SOURCE MATERIAL ▸

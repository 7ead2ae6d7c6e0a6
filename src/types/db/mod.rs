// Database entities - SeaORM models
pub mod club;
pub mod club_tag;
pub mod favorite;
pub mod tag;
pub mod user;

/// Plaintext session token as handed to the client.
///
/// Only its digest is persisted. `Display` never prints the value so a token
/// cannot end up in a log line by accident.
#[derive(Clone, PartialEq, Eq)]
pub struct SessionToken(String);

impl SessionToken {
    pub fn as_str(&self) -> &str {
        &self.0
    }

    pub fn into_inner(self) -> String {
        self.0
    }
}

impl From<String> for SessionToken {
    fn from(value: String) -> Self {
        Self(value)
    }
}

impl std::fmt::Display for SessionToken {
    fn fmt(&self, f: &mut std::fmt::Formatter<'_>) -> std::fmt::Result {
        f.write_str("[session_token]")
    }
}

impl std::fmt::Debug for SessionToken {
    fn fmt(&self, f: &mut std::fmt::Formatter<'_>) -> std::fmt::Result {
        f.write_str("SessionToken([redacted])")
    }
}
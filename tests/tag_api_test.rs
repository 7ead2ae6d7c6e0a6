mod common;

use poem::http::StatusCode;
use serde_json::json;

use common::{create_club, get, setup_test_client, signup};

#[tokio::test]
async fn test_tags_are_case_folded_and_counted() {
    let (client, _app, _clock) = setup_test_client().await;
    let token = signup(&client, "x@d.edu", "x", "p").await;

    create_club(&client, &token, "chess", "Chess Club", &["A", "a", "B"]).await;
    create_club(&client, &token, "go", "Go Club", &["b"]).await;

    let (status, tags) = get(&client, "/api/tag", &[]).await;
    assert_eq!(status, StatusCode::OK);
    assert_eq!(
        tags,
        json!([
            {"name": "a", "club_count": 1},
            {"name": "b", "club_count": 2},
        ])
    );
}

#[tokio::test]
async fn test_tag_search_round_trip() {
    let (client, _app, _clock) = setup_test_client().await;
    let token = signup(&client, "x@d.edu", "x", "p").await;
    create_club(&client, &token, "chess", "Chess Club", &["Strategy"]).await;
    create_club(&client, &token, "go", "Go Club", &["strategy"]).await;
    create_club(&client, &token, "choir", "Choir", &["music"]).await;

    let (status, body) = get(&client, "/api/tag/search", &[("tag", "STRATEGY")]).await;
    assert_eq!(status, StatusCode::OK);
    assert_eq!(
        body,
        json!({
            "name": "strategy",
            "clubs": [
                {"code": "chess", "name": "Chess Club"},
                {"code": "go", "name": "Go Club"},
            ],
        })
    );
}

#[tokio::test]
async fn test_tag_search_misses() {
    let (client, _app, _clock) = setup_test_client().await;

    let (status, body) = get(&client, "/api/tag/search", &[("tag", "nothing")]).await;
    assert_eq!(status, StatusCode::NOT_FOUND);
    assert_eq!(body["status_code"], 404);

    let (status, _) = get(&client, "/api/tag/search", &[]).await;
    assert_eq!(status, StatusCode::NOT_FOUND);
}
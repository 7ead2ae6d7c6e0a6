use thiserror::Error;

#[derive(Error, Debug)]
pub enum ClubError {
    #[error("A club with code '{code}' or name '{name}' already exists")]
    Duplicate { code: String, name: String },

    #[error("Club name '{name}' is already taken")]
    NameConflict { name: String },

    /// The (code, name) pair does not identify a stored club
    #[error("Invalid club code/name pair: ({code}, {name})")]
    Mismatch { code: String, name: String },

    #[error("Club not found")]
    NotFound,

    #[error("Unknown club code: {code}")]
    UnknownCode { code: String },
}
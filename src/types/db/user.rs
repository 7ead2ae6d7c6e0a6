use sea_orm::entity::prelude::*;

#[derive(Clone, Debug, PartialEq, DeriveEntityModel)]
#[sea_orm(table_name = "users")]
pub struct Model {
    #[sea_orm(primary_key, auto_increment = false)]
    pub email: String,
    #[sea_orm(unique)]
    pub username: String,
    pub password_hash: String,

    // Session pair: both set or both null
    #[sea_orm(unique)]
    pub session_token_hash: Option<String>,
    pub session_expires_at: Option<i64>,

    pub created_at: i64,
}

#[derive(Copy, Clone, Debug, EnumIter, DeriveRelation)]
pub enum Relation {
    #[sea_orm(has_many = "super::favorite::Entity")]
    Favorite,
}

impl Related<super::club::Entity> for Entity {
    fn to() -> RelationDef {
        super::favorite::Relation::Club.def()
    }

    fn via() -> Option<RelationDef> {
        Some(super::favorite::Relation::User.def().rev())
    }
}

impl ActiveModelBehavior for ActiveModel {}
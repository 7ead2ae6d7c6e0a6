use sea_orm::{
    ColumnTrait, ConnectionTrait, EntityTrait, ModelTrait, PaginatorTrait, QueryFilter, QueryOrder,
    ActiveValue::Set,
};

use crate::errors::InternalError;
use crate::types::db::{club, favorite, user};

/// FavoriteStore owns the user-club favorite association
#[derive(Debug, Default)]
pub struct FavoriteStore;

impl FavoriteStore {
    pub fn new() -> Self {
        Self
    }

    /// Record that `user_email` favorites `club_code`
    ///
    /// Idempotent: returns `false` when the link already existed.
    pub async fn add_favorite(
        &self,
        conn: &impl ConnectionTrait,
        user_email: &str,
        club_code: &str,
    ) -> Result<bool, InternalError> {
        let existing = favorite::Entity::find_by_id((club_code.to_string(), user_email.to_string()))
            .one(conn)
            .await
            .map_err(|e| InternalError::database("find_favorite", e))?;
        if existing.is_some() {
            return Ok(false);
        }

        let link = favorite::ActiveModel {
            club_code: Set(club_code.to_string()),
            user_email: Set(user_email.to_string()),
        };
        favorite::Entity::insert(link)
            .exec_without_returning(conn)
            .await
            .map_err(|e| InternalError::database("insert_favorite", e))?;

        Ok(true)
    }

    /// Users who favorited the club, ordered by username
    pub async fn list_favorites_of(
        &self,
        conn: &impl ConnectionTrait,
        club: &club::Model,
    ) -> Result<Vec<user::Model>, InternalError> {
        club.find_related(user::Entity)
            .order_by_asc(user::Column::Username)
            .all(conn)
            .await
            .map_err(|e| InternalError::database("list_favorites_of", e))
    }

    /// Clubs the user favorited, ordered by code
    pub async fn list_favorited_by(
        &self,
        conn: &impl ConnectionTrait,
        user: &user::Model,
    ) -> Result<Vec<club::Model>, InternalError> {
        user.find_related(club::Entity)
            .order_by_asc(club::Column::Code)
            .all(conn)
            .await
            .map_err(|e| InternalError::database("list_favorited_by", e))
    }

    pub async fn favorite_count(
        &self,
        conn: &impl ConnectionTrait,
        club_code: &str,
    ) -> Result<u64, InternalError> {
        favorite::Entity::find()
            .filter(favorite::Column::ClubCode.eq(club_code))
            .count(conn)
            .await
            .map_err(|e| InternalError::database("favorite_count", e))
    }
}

--

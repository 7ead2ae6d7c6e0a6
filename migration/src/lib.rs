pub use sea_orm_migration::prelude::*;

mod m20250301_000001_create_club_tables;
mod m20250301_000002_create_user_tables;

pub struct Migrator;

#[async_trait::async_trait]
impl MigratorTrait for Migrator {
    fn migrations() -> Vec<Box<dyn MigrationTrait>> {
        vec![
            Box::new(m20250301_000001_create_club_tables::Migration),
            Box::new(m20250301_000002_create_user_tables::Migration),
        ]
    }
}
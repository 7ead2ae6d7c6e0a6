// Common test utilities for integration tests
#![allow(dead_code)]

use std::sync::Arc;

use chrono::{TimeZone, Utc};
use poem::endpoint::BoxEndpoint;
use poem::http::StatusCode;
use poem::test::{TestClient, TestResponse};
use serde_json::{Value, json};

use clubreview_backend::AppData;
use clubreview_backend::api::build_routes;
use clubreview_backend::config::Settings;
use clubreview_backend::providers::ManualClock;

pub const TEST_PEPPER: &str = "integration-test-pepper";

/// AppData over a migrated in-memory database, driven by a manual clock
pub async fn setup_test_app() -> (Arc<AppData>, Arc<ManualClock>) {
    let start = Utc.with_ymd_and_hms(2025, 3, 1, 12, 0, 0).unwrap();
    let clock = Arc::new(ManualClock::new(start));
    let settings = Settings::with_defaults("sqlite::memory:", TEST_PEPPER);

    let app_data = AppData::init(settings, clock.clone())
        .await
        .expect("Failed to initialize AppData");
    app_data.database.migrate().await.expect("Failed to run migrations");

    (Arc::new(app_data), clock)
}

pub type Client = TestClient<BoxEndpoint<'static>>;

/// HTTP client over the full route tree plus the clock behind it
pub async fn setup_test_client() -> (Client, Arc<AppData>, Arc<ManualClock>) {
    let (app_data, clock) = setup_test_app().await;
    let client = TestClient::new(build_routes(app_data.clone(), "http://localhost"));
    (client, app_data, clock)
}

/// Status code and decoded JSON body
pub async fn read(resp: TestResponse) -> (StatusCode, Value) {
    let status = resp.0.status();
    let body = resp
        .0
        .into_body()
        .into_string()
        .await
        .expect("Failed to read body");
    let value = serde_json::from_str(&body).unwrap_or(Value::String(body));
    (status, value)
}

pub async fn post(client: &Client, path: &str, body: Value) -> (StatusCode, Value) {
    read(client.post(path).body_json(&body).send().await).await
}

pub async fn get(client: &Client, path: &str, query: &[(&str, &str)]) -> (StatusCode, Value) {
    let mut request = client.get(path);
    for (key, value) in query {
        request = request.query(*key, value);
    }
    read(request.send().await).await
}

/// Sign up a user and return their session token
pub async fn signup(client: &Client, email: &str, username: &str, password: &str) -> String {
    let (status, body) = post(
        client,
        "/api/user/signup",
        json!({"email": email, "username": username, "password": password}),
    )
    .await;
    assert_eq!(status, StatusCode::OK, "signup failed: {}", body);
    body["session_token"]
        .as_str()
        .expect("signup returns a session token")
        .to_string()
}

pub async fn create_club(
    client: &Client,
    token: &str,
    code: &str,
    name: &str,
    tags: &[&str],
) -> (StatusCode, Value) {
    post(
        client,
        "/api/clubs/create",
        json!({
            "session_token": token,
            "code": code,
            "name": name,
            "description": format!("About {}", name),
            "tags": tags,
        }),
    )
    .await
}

...

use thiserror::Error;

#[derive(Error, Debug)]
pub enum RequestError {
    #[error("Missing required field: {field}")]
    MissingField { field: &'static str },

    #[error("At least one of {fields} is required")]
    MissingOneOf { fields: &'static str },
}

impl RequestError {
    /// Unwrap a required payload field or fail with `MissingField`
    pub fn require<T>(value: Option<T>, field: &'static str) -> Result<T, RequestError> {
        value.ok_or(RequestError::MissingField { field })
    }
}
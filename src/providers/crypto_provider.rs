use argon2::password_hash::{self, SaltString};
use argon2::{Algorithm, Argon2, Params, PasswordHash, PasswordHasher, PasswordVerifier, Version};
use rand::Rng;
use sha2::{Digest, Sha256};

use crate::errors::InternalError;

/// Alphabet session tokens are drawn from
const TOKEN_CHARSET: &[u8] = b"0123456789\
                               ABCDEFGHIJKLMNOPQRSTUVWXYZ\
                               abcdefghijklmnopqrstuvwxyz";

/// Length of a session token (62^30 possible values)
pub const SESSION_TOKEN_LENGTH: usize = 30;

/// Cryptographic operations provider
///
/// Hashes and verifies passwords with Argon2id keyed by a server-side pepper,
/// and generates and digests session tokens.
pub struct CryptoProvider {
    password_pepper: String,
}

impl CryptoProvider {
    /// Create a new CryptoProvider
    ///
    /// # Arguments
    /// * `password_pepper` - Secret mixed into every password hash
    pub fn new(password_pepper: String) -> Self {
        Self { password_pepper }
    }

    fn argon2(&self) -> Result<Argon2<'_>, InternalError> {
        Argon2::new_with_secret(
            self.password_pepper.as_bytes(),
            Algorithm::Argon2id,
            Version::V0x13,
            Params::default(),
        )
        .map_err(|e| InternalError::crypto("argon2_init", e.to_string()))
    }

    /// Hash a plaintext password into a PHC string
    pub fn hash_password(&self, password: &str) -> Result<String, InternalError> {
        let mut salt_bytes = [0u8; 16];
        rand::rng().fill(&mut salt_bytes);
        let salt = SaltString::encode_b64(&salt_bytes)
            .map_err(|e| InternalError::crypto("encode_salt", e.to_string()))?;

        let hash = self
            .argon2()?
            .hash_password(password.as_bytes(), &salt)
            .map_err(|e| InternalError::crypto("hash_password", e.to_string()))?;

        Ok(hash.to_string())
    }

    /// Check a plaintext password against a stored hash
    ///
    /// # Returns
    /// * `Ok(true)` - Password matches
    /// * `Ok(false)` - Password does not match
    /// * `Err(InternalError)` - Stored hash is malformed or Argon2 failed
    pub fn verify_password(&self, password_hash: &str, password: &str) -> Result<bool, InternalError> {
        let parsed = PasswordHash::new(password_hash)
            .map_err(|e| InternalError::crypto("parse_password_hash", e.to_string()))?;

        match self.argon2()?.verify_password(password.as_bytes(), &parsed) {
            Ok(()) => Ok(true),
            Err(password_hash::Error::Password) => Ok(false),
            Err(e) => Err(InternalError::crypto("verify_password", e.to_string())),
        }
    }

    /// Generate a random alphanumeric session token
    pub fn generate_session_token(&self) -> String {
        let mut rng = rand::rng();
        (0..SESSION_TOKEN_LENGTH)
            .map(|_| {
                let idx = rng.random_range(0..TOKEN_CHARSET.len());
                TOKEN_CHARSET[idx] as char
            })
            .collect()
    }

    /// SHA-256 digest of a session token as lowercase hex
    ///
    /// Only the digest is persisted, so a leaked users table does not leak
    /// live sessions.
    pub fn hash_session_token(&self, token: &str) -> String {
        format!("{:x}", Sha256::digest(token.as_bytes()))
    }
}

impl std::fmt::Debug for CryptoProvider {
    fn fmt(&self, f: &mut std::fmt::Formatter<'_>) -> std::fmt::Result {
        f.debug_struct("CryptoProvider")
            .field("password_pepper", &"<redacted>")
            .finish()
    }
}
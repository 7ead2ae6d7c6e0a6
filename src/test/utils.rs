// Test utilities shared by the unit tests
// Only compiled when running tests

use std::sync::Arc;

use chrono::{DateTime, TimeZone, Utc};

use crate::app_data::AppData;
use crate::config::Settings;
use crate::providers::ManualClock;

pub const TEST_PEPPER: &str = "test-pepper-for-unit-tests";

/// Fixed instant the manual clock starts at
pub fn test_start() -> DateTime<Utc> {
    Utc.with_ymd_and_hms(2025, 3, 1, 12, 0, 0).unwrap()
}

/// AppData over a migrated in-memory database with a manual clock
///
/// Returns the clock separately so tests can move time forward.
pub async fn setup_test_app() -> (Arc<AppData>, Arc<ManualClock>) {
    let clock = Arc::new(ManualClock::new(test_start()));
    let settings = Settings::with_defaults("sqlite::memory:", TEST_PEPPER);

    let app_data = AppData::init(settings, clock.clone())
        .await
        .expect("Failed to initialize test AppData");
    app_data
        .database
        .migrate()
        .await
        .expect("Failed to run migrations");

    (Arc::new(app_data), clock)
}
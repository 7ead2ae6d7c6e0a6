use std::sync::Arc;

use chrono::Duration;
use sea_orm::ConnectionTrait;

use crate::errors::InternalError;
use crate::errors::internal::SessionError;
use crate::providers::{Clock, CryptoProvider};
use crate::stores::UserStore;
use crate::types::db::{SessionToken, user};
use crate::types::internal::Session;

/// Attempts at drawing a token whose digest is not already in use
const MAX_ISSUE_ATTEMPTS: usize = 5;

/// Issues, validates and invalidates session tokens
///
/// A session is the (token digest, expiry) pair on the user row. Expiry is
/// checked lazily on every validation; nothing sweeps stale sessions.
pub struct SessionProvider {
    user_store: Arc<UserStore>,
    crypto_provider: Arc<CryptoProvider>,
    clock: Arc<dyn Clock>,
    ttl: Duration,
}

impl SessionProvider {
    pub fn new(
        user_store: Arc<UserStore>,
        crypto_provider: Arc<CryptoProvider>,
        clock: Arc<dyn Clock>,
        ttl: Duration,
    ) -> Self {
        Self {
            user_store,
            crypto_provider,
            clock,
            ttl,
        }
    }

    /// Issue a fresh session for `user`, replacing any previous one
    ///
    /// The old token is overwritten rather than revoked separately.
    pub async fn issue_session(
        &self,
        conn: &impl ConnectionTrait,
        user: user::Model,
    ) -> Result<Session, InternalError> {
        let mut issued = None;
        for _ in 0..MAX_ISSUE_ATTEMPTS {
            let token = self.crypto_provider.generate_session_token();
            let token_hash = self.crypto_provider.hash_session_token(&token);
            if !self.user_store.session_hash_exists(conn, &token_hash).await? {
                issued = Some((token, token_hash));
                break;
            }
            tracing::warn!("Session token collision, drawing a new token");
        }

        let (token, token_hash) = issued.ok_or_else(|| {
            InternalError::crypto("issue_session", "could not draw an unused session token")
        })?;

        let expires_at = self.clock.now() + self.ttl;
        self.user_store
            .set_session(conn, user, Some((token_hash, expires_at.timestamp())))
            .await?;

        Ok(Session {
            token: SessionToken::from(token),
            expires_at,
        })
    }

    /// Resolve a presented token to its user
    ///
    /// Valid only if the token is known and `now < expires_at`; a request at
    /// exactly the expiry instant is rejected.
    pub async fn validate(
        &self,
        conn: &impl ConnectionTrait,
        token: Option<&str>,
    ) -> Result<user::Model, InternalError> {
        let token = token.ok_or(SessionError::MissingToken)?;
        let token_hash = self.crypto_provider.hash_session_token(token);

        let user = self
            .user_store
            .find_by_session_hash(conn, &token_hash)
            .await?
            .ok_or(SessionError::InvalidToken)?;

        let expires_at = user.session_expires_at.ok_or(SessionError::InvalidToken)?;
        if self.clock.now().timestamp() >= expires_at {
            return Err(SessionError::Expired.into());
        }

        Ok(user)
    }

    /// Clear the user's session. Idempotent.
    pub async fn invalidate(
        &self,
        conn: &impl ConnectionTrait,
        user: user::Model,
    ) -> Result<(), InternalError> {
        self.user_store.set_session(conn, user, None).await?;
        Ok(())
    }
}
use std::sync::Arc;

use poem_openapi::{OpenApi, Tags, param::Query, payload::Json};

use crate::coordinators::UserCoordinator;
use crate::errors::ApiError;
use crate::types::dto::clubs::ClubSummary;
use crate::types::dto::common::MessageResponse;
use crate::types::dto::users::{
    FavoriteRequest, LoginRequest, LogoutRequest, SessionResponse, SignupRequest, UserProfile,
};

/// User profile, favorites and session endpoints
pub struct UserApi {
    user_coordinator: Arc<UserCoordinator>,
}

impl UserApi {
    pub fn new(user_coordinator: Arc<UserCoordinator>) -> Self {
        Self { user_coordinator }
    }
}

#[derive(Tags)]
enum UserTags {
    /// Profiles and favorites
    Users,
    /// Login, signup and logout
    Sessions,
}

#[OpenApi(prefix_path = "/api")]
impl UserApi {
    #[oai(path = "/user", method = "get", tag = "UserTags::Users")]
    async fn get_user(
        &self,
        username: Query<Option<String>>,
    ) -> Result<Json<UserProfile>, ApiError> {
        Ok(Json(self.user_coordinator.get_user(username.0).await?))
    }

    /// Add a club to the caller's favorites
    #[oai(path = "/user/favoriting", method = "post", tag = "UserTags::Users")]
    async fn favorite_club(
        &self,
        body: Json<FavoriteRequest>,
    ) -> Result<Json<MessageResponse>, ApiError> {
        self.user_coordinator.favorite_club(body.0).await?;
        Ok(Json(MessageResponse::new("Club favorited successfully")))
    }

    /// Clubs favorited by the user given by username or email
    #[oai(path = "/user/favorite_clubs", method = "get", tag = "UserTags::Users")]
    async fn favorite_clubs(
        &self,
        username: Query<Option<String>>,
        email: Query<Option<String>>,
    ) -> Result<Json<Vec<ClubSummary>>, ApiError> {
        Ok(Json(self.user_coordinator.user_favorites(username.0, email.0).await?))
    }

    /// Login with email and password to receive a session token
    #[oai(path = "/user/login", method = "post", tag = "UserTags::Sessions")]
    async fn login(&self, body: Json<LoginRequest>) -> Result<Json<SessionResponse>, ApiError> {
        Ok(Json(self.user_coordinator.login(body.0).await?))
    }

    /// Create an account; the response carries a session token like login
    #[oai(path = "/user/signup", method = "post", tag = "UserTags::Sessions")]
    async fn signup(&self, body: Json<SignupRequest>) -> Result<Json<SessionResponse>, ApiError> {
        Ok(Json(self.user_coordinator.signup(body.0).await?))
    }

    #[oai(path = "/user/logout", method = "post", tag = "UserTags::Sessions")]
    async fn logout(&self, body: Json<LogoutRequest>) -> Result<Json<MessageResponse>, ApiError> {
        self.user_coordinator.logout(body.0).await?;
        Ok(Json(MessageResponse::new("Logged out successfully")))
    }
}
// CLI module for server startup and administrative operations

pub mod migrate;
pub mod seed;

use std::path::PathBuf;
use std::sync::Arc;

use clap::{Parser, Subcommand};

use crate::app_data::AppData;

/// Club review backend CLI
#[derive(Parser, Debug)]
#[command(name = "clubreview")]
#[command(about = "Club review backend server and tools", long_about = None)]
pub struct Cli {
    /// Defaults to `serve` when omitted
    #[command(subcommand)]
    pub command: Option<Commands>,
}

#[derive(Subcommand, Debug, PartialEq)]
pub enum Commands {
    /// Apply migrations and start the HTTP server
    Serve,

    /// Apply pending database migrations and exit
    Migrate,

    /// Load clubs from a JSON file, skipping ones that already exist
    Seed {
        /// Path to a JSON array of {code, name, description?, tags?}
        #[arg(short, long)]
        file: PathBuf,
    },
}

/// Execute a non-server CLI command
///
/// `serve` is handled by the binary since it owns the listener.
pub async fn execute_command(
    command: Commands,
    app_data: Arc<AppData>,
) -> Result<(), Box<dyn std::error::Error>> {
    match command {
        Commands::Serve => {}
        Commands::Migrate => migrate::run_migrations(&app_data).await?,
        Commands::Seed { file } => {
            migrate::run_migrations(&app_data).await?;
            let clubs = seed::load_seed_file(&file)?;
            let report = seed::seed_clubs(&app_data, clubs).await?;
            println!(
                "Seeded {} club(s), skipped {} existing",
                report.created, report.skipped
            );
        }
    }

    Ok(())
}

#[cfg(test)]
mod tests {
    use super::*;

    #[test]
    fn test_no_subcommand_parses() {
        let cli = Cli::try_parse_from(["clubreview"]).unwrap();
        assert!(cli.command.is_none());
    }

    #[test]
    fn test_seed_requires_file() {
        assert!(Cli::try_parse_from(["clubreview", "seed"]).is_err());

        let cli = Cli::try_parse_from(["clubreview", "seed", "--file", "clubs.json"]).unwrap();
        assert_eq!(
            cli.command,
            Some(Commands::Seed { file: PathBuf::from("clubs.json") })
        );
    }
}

WHAT YOU NEED TO DO ▸
Once you find the string "false" in a line of the records, copy that line.

RESPONSE BELOW ▸
    #[sea_orm(primary_key, auto_increment = false)]
    /// Idempotent: returns `false` when the link already existed.
            return Ok(false);
    /// * `Ok(false)` - Password does not match
            Err(password_hash::Error::Password) => Ok(false),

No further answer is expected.